Select from the records below every line that has the word "would" in it.

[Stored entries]
──────────
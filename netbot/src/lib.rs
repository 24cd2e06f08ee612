//! # netbot
//!
//! Chat bot that looks up network devices over SSH.
//!
//! An operator sends the bot an IPv4 address and picks a report; the bot
//! logs into the device, works out what it is talking to, and answers with
//! the device's identity facts or the state of its working interfaces.
//!
//! ## Layers
//!
//! - [`conversation`]: the per-operator state machine, pure and testable
//!   without a network
//! - [`collector`] and [`session`]: detect the device dialect, map it to a
//!   driver, open a session and retrieve one report
//! - [`profile`]: the `show` commands each driver issues and their parsers
//! - [`driver`], [`channel`], [`transport`], [`platform`]: the async SSH CLI
//!   layer underneath, built on russh
//! - [`chat`]: Telegram long polling and per-user dispatch
//!
//! ## Quick Start
//!
//! ```rust,no_run
//! use netbot::{Collected, Collector, DeviceAccess, DeviceAddress, DeviceCollector};
//! use netbot::transport::Credentials;
//!
//! #[tokio::main]
//! async fn main() -> Result<(), netbot::Error> {
//!     let access = DeviceAccess::new(Credentials::password("netops", "secret"));
//!     let collector = DeviceCollector::ssh(access);
//!
//!     let address = DeviceAddress::parse("192.168.1.1").expect("dotted quad");
//!     match collector.collect_facts(&address).await? {
//!         Collected::Report(facts) => {
//!             for message in netbot::report::render_facts(&facts) {
//!                 println!("{message}");
//!             }
//!         }
//!         Collected::Unsupported => println!("unsupported device"),
//!     }
//!     Ok(())
//! }
//! ```

pub mod address;
pub mod channel;
pub mod chat;
pub mod collector;
pub mod config;
pub mod conversation;
pub mod detect;
pub mod driver;
pub mod error;
pub mod platform;
pub mod profile;
pub mod report;
pub mod session;
pub mod transport;

#[cfg(test)]
mod testing;

// Re-export main types for convenience
pub use address::DeviceAddress;
pub use collector::{Collected, Collector, DeviceCollector};
pub use config::{BotConfig, DeviceAccess};
pub use conversation::Conversation;
pub use driver::{Driver, DriverBuilder, GenericDriver, Response};
pub use error::{Error, Result};
pub use platform::PlatformDefinition;
pub use report::{Facts, Interface, Interfaces};
pub use session::{DialectMap, Resolution, SessionResolver};
//! Pattern buffer with efficient tail-search optimization.
//!
//! Only the last N bytes of the buffer are searched for prompt patterns,
//! rather than the entire output. Long `show` outputs (full interface
//! tables) would otherwise be rescanned on every chunk.

use bytes::{Bytes, BytesMut};
use regex::bytes::Regex;
use vte::{Parser, Perform};

/// Collects the printable bytes a terminal would display.
///
/// Escape sequences (colors, cursor movement) are dropped; of the C0
/// controls only newline and tab survive, so CRLF becomes LF.
struct Printable<'a> {
    out: &'a mut BytesMut,
}

impl Perform for Printable<'_> {
    fn print(&mut self, c: char) {
        let mut utf8 = [0u8; 4];
        self.out
            .extend_from_slice(c.encode_utf8(&mut utf8).as_bytes());
    }

    fn execute(&mut self, byte: u8) {
        if matches!(byte, b'\n' | b'\t') {
            self.out.extend_from_slice(&[byte]);
        }
    }
}

/// Buffer for accumulating output and efficiently searching for patterns.
pub struct PatternBuffer {
    /// The accumulated, ANSI-stripped output.
    buffer: BytesMut,

    /// Escape-sequence parser; keeps state across chunk boundaries.
    parser: Parser,

    /// How many bytes from the end to search for patterns.
    search_depth: usize,
}

impl PatternBuffer {
    /// Create a new pattern buffer with the specified search depth.
    pub fn new(search_depth: usize) -> Self {
        Self {
            buffer: BytesMut::with_capacity(4096),
            parser: Parser::new(),
            search_depth,
        }
    }

    /// Extend the buffer with new data, stripping ANSI escape codes.
    pub fn extend(&mut self, data: &[u8]) {
        let mut printable = Printable {
            out: &mut self.buffer,
        };
        self.parser.advance(&mut printable, data);
    }

    /// Search only the tail of the buffer for the pattern.
    ///
    /// Offsets in the returned match are relative to the start of the
    /// search region, not the full buffer.
    pub fn search_tail(&self, pattern: &Regex) -> Option<regex::bytes::Match<'_>> {
        let start = self.buffer.len().saturating_sub(self.search_depth);
        pattern.find(&self.buffer[start..])
    }

    /// Search the entire buffer for a pattern.
    pub fn search_full(&self, pattern: &Regex) -> Option<regex::bytes::Match<'_>> {
        pattern.find(&self.buffer)
    }

    /// Check if the tail contains a pattern match.
    pub fn tail_contains(&self, pattern: &Regex) -> bool {
        self.search_tail(pattern).is_some()
    }

    /// Take ownership of the buffer contents and reset.
    pub fn take(&mut self) -> Bytes {
        self.buffer.split().freeze()
    }

    /// Get a reference to the buffer contents.
    pub fn as_slice(&self) -> &[u8] {
        &self.buffer
    }

    /// Get the current buffer length.
    pub fn len(&self) -> usize {
        self.buffer.len()
    }

    /// Check if the buffer is empty.
    pub fn is_empty(&self) -> bool {
        self.buffer.is_empty()
    }

    /// Clear the buffer.
    pub fn clear(&mut self) {
        self.buffer.clear();
    }
}

impl Default for PatternBuffer {
    fn default() -> Self {
        Self::new(1000)
    }
}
──────────
#### The answer:
//! tables) would otherwise be rescanned on every chunk.
/// Collects the printable bytes a terminal would display.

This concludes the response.